Do you know which machine is used to that process?
how to fabricate graphene ink ?
for screen printed electrodes ?
What is lattice structure?
s. Reply
of graphene you mean?
or in general
in general
Graphene has a hexagonal structure
On having this app for quite a bit time, Haven't realised there's a chat room in it.
what is biological synthesis of nanoparticles
Sanket Reply
what's the easiest and fastest way to the synthesize AgNP?
Damian Reply
types of nano material
abeetha Reply
I start with an easy one. carbon nanotubes woven into a long filament like a string
many many of nanotubes
what is the k.e before it land
what is the function of carbon nanotubes?
I'm interested in nanotube
what is nanomaterials​ and their applications of sensors.
Ramkumar Reply
what is nano technology
Sravani Reply
what is system testing?
preparation of nanomaterial
Victor Reply
Yes, Nanotechnology has a very fast field of applications and their is always something new to do with it...
Himanshu Reply
good afternoon madam
what is system testing
what is the application of nanotechnology?
In this morden time nanotechnology used in many field . 1-Electronics-manufacturad IC ,RAM,MRAM,solar panel etc 2-Helth and Medical-Nanomedicine,Drug Dilivery for cancer treatment etc 3- Atomobile -MEMS, Coating on car etc. and may other field for details you can check at Google
anybody can imagine what will be happen after 100 years from now in nano tech world
after 100 year this will be not nanotechnology maybe this technology name will be change . maybe aftet 100 year . we work on electron lable practically about its properties and behaviour by the different instruments
name doesn't matter , whatever it will be change... I'm taking about effect on circumstances of the microscopic world
how hard could it be to apply nanotechnology against viral infections such HIV or Ebola?
silver nanoparticles could handle the job?
not now but maybe in future only AgNP maybe any other nanomaterials
I'm interested in Nanotube
this technology will not going on for the long time , so I'm thinking about femtotechnology 10^-15
can nanotechnology change the direction of the face of the world
Prasenjit Reply
how did you get the value of 2000N.What calculations are needed to arrive at it
Smarajit Reply
Privacy Information Security Software Version 1.1a
Got questions? Join the online conversation and get instant answers!
QuizOver.com Reply

Get the best Algebra and trigonometry course in your pocket!

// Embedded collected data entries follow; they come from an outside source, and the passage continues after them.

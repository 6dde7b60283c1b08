// ABOUTME: Backend-neutral database connection used by the sync routine
// ABOUTME: Wraps a tokio_postgres client or a rusqlite connection behind one API

pub mod layout;
pub mod row;
pub mod value;

use anyhow::{Context, Result};
use rusqlite::OptionalExtension;
use tokio_postgres::types::ToSql as PgToSql;

pub use layout::TableLayout;
pub use row::Row;
pub use value::Value;

use crate::utils::{detect_backend, sqlite_path, strip_password_from_url, Backend};

/// SQL flavour differences the query builders need to know about.
#[derive(Debug, Clone, Copy, PartialEq, Eq)]
pub enum Dialect {
    Postgres,
    Sqlite,
}

impl Dialect {
    /// Positional placeholder for the 1-based parameter `index`.
    pub fn placeholder(&self, index: usize) -> String {
        match self {
            Dialect::Postgres => format!("${}", index),
            Dialect::Sqlite => format!("?{}", index),
        }
    }

    /// Equality operator under which NULL matches NULL.
    pub fn null_safe_eq(&self) -> &'static str {
        match self {
            Dialect::Postgres => "IS NOT DISTINCT FROM",
            Dialect::Sqlite => "IS",
        }
    }
}

/// An open connection to either side of the replication.
///
/// Dropping the value closes the connection.
pub enum DbConnection {
    Postgres(tokio_postgres::Client),
    Sqlite(rusqlite::Connection),
}

impl DbConnection {
    /// Open a connection described by `url`.
    ///
    /// `name` identifies the connection string in error messages
    /// (e.g. "CloudDb").
    pub async fn connect(name: &str, url: &str) -> Result<Self> {
        let backend = detect_backend(name, url)?;
        tracing::debug!("Connecting to {} ({})", name, strip_password_from_url(url));

        let conn = match backend {
            Backend::Postgres => DbConnection::Postgres(
                crate::postgres::connect(url)
                    .await
                    .with_context(|| format!("Failed to connect to {}", name))?,
            ),
            Backend::Sqlite => {
                let path = sqlite_path(url.trim()).unwrap_or_default();
                DbConnection::Sqlite(
                    crate::sqlite::open_sqlite(path)
                        .with_context(|| format!("Failed to connect to {}", name))?,
                )
            }
        };
        Ok(conn)
    }

    pub fn dialect(&self) -> Dialect {
        match self {
            DbConnection::Postgres(_) => Dialect::Postgres,
            DbConnection::Sqlite(_) => Dialect::Sqlite,
        }
    }

    /// Run a query and materialize every returned row.
    pub async fn query(&self, sql: &str, params: &[Value]) -> Result<Vec<Row>> {
        match self {
            DbConnection::Postgres(client) => {
                let refs = pg_params(params);
                let rows = client
                    .query(sql, &refs)
                    .await
                    .with_context(|| format!("Query failed: {}", sql))?;
                rows.iter().map(crate::postgres::pg_row_to_row).collect()
            }
            DbConnection::Sqlite(conn) => {
                let mut stmt = conn
                    .prepare(sql)
                    .with_context(|| format!("Failed to prepare: {}", sql))?;
                let names: Vec<String> = stmt
                    .column_names()
                    .into_iter()
                    .map(String::from)
                    .collect();

                let mut rows = stmt
                    .query(rusqlite::params_from_iter(params.iter()))
                    .with_context(|| format!("Query failed: {}", sql))?;

                let mut out = Vec::new();
                while let Some(row) = rows.next().with_context(|| format!("Query failed: {}", sql))? {
                    let mut record = Row::with_capacity(names.len());
                    for (idx, name) in names.iter().enumerate() {
                        record.insert(name.as_str(), crate::sqlite::value_from_ref(row.get_ref(idx)?));
                    }
                    out.push(record);
                }
                Ok(out)
            }
        }
    }

    /// Run a query expected to return at most one row (e.g. `... LIMIT 1`).
    pub async fn query_opt(&self, sql: &str, params: &[Value]) -> Result<Option<Row>> {
        match self {
            DbConnection::Postgres(client) => {
                let refs = pg_params(params);
                let row = client
                    .query_opt(sql, &refs)
                    .await
                    .with_context(|| format!("Query failed: {}", sql))?;
                row.as_ref().map(crate::postgres::pg_row_to_row).transpose()
            }
            DbConnection::Sqlite(conn) => {
                let mut stmt = conn
                    .prepare(sql)
                    .with_context(|| format!("Failed to prepare: {}", sql))?;
                let names: Vec<String> = stmt
                    .column_names()
                    .into_iter()
                    .map(String::from)
                    .collect();

                let mut rows = stmt
                    .query(rusqlite::params_from_iter(params.iter()))
                    .with_context(|| format!("Query failed: {}", sql))?;
                let Some(row) = rows.next().with_context(|| format!("Query failed: {}", sql))? else {
                    return Ok(None);
                };
                let mut record = Row::with_capacity(names.len());
                for (idx, name) in names.iter().enumerate() {
                    record.insert(name.as_str(), crate::sqlite::value_from_ref(row.get_ref(idx)?));
                }
                Ok(Some(record))
            }
        }
    }

    /// Execute a statement and return the number of affected rows.
    pub async fn execute(&self, sql: &str, params: &[Value]) -> Result<u64> {
        match self {
            DbConnection::Postgres(client) => {
                let refs = pg_params(params);
                client
                    .execute(sql, &refs)
                    .await
                    .with_context(|| format!("Statement failed: {}", sql))
            }
            DbConnection::Sqlite(conn) => {
                let affected = conn
                    .execute(sql, rusqlite::params_from_iter(params.iter()))
                    .with_context(|| format!("Statement failed: {}", sql))?;
                Ok(affected as u64)
            }
        }
    }

    /// Layout of `table` as stored, matching the name ignoring ASCII case.
    ///
    /// Returns `None` when no such table exists. On PostgreSQL only the
    /// current schema is searched, and an exact spelling wins over a
    /// case-insensitive match.
    pub async fn describe_table(&self, table: &str) -> Result<Option<TableLayout>> {
        match self {
            DbConnection::Postgres(client) => {
                let rows = client
                    .query(
                        "SELECT table_name::text, column_name::text
                         FROM information_schema.columns
                         WHERE table_schema = current_schema()
                           AND lower(table_name::text) = lower($1::text)
                         ORDER BY (table_name::text = $1::text) DESC, table_name, ordinal_position",
                        &[&table],
                    )
                    .await
                    .with_context(|| format!("Failed to get columns for {}", table))?;

                let Some(first) = rows.first() else {
                    return Ok(None);
                };
                let name: String = first.get(0);
                let columns = rows
                    .iter()
                    .filter(|row| row.get::<_, &str>(0) == name)
                    .map(|row| row.get(1))
                    .collect();
                Ok(Some(TableLayout::new(name, columns)))
            }
            DbConnection::Sqlite(conn) => {
                let name: Option<String> = conn
                    .query_row(
                        "SELECT name FROM sqlite_master
                         WHERE type IN ('table', 'view') AND name = ?1 COLLATE NOCASE
                         ORDER BY name = ?1 DESC
                         LIMIT 1",
                        [table],
                        |row| row.get(0),
                    )
                    .optional()
                    .with_context(|| format!("Failed to look up table {}", table))?;
                let Some(name) = name else {
                    return Ok(None);
                };

                let mut stmt = conn
                    .prepare("SELECT name FROM pragma_table_info(?1) ORDER BY cid")
                    .context("Failed to prepare table_info query")?;
                let columns = stmt
                    .query_map([&name], |row| row.get::<_, String>(0))
                    .with_context(|| format!("Failed to get columns for {}", name))?
                    .collect::<Result<Vec<String>, _>>()
                    .with_context(|| format!("Failed to collect columns for {}", name))?;
                Ok(Some(TableLayout::new(name, columns)))
            }
        }
    }
}

fn pg_params(params: &[Value]) -> Vec<&(dyn PgToSql + Sync)> {
    params.iter().map(|v| v as &(dyn PgToSql + Sync)).collect()
}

Source:  OpenStax, Computing the fast fourier transform on simd microprocessors. OpenStax CNX. Jul 15, 2012 Download for free at http://cnx.org/content/col11438/1.2
Google Play and the Google Play logo are trademarks of Google Inc.

Notification Switch

Would you like to follow the 'Computing the fast fourier transform on simd microprocessors' conversation and receive update notifications?